Ellet Community Learning Center, formerly known as Ellet High School, is a public high school in Akron, Ohio. It is one of eight high schools in the Akron City School District. Ellet's daily enrollment for the 2012–2013 school year was 1,147.

==History and previous building (1950-2019)==
The bulk of the land in the Ellet District was purchased in 1810 from Simon Perkins by three sons of Samuel Ellet, an early settler who moved into the area that year.
The Ellet District was annexed to the city of Akron in 1929 and became part of Akron Public Schools the same year.

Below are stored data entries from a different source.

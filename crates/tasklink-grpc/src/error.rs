// ABOUTME: Error types for the tasklink-grpc crate.
// ABOUTME: Provides structured errors for channel, probe, stream, and unary call failures.

use std::time::Duration;

use thiserror::Error;

/// Errors that can occur talking to the coordinator.
#[derive(Error, Debug)]
pub enum TransportError {
    /// Invalid server address format.
    #[error("invalid server address: {0}")]
    InvalidAddress(String),

    /// Failed to connect to the server.
    #[error("connection failed: {0}")]
    ConnectionFailed(String),

    /// Readiness probe did not complete in time.
    #[error("readiness probe timed out after {}ms", .0.as_millis())]
    ProbeTimeout(Duration),

    /// A call was rejected with a gRPC status.
    #[error("rpc failed: {code:?}: {message}")]
    Rpc { code: tonic::Code, message: String },

    /// Error while reading the task stream.
    #[error("stream error: {0}")]
    StreamError(String),

    /// The transport was closed by cleanup.
    #[error("transport closed")]
    Closed,
}

impl TransportError {
    /// gRPC status code, if this error came from a rejected call.
    pub fn code(&self) -> Option<tonic::Code> {
        match self {
            TransportError::Rpc { code, .. } => Some(*code),
            _ => None,
        }
    }
}

impl From<tonic::Status> for TransportError {
    fn from(status: tonic::Status) -> Self {
        TransportError::Rpc {
            code: status.code(),
            message: status.message().to_string(),
        }
    }
}

impl From<tonic::transport::Error> for TransportError {
    fn from(err: tonic::transport::Error) -> Self {
        TransportError::ConnectionFailed(err.to_string())
    }
}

A new Ellet High School on Woolf Avenue opened in 1950. Additions to the school were built in 1957, 1975 and 1987. The school replaced the older Ellet High School on Canton Road, which had served both elementary and high school students since 1891. The school on Canton Road was closed and demolished in 2008 to make way for the new Ritzman Community Learning Center. It was originally Springfield High School, and became Ellet High School in 1929 when the land was annexed from Springfield. In 2019 the new Ellet Community Learning Center opened on the same land adjacent to the older high school. The Class of 2019 was the last graduating class to graduate from the existing high school. After 69 years, that building would be demolished in 2020.

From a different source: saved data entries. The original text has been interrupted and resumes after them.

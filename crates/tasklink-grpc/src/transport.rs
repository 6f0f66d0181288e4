// ABOUTME: Transport seam between the connection manager and the coordinator RPCs.
// ABOUTME: GrpcTransport implements it over one lazily connected, shared tonic channel.

use std::sync::atomic::{AtomicBool, Ordering};

use async_trait::async_trait;
use futures::StreamExt;
use tasklink_proto::client::TaskServiceClient;
use tasklink_proto::{ResultMessage, TaskStreamRequest};
use tokio::sync::Mutex;
use tonic::transport::Channel;

use crate::channel::{create_channel, ChannelConfig};
use crate::error::TransportError;
use crate::stream::{TaskStream, TaskStreamReceiver};

/// The calls a task worker makes against its coordinator.
///
/// One implementation instance is shared by the stream supervisor and by
/// every in-flight handler sending results, so methods take `&self`.
#[async_trait]
pub trait TaskTransport: Send + Sync {
    /// Readiness probe. Resolves once the coordinator is reachable.
    /// Callers bound it with their own timeout.
    async fn wait_for_ready(&self) -> Result<(), TransportError>;

    /// Open a fresh task stream for `identity`.
    async fn open_task_stream(&self, identity: &str) -> Result<TaskStream, TransportError>;

    /// Submit one result. Single attempt, no retry.
    async fn send_result(&self, message: ResultMessage) -> Result<(), TransportError>;

    /// Release the underlying client. Safe to call more than once. Calls
    /// made after close fail with [`TransportError::Closed`] until [`reopen`](Self::reopen).
    async fn close(&self);

    /// Allow calls again after [`close`](Self::close).
    fn reopen(&self) {}
}

/// tonic-backed transport. The channel is created on first use and reused
/// across reconnects until [`TaskTransport::close`].
pub struct GrpcTransport {
    config: ChannelConfig,
    client: Mutex<Option<TaskServiceClient<Channel>>>,
    closed: AtomicBool,
}

impl GrpcTransport {
    pub fn new(config: ChannelConfig) -> Self {
        Self {
            config,
            client: Mutex::new(None),
            closed: AtomicBool::new(false),
        }
    }

    pub fn config(&self) -> &ChannelConfig {
        &self.config
    }

    /// Whether a client is currently held.
    pub async fn is_connected(&self) -> bool {
        self.client.lock().await.is_some()
    }

    async fn client(&self) -> Result<TaskServiceClient<Channel>, TransportError> {
        let mut slot = self.client.lock().await;
        // Checked under the lock so a concurrent close cannot be undone
        if self.closed.load(Ordering::SeqCst) {
            return Err(TransportError::Closed);
        }
        if let Some(client) = slot.as_ref() {
            return Ok(client.clone());
        }

        let channel = create_channel(&self.config).await?;
        let client = TaskServiceClient::new(channel);
        *slot = Some(client.clone());
        tracing::debug!(address = %self.config.address, "task service client created");
        Ok(client)
    }
}

#[async_trait]
impl TaskTransport for GrpcTransport {
    async fn wait_for_ready(&self) -> Result<(), TransportError> {
        self.client().await.map(|_| ())
    }

    async fn open_task_stream(&self, identity: &str) -> Result<TaskStream, TransportError> {
        let mut client = self.client().await?;
        let response = client
            .task_stream(TaskStreamRequest {
                identity: identity.to_string(),
            })
            .await?;
        Ok(TaskStreamReceiver::new(response.into_inner()).boxed())
    }

    async fn send_result(&self, message: ResultMessage) -> Result<(), TransportError> {
        let mut client = self.client().await?;
        client.send_result(message).await?;
        Ok(())
    }

    async fn close(&self) {
        self.closed.store(true, Ordering::SeqCst);
        if self.client.lock().await.take().is_some() {
            tracing::debug!(address = %self.config.address, "task service client released");
        }
    }

    fn reopen(&self) {
        self.closed.store(false, Ordering::SeqCst);
    }
}

#[cfg(test)]
mod tests {
    use super::*;
    use std::time::Duration;

    fn unreachable_transport() -> GrpcTransport {
        GrpcTransport::new(
            ChannelConfig::new("http://127.0.0.1:1").with_connect_timeout(Duration::from_millis(100)),
        )
    }

    #[tokio::test]
    async fn test_client_is_lazy() {
        let transport = unreachable_transport();
        assert!(!transport.is_connected().await);
        assert_eq!(transport.config().address, "http://127.0.0.1:1");
    }

    #[tokio::test]
    async fn test_wait_for_ready_fails_when_unreachable() {
        let transport = unreachable_transport();
        let err = transport.wait_for_ready().await.unwrap_err();
        assert!(matches!(err, TransportError::ConnectionFailed(_)));
        assert!(!transport.is_connected().await);
    }

    #[tokio::test]
    async fn test_send_result_fails_when_unreachable() {
        let transport = unreachable_transport();
        let result = transport
            .send_result(ResultMessage {
                data: b"{}".to_vec(),
                timestamp: 0,
            })
            .await;
        assert!(result.is_err());
    }

    #[tokio::test]
    async fn test_close_is_idempotent() {
        let transport = unreachable_transport();
        transport.close().await;
        transport.close().await;
        assert!(!transport.is_connected().await);
    }

    #[tokio::test]
    async fn test_closed_transport_refuses_calls_until_reopened() {
        let transport = unreachable_transport();
        transport.close().await;

        let err = transport.wait_for_ready().await.unwrap_err();
        assert!(matches!(err, TransportError::Closed));
        let err = transport
            .send_result(ResultMessage {
                data: b"{}".to_vec(),
                timestamp: 0,
            })
            .await
            .unwrap_err();
        assert!(matches!(err, TransportError::Closed));
        assert!(transport.open_task_stream("worker-1").await.is_err());
        assert!(!transport.is_connected().await);

        transport.reopen();
        let err = transport.wait_for_ready().await.unwrap_err();
        assert!(matches!(err, TransportError::ConnectionFailed(_)));
    }
}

==Current building (2019-present)==
The new high school was completed and students began attending the new building at the start of the 2019-2020 school year. The 2020 class was the first to graduate from the new building but they did so in a drive-through ceremony because of the ongoing COVID-19 pandemic. The 2020-2021 school year began virtually because of the pandemic but would end in person with the first in-person graduation ceremony for the new building.

==Athletics==
Ellet's official school colors are orange and white, although the varsity letter jackets and many of the team uniforms also feature navy blue. Ellet's mascot is the Orangeman. Current varsity sports for boys at the school include football, soccer, cross country, golf, wrestling, basketball, bowling, baseball, tennis, and track. Girls' varsity sports offerings include soccer, cross country, volleyball, basketball, bowling, softball, tennis, golf and track.

Ellet Football is currently a member of the Akron City Series League, and is Division II. In 2012, the football team won its first-ever outright City Series title, and qualified for the Ohio High School Athletic Association state playoffs for the second time in school history. In 2013, the football team repeated as outright City Series Champions return to the OHSAA state playoffs and went undefeated 10-0 for the first time since 1933 (7-0).

Ellet boys basketball team won the 2014-15 City Series Boys Basketball Championship for just the second time first since 1995 and second straight appearance losing in 2014.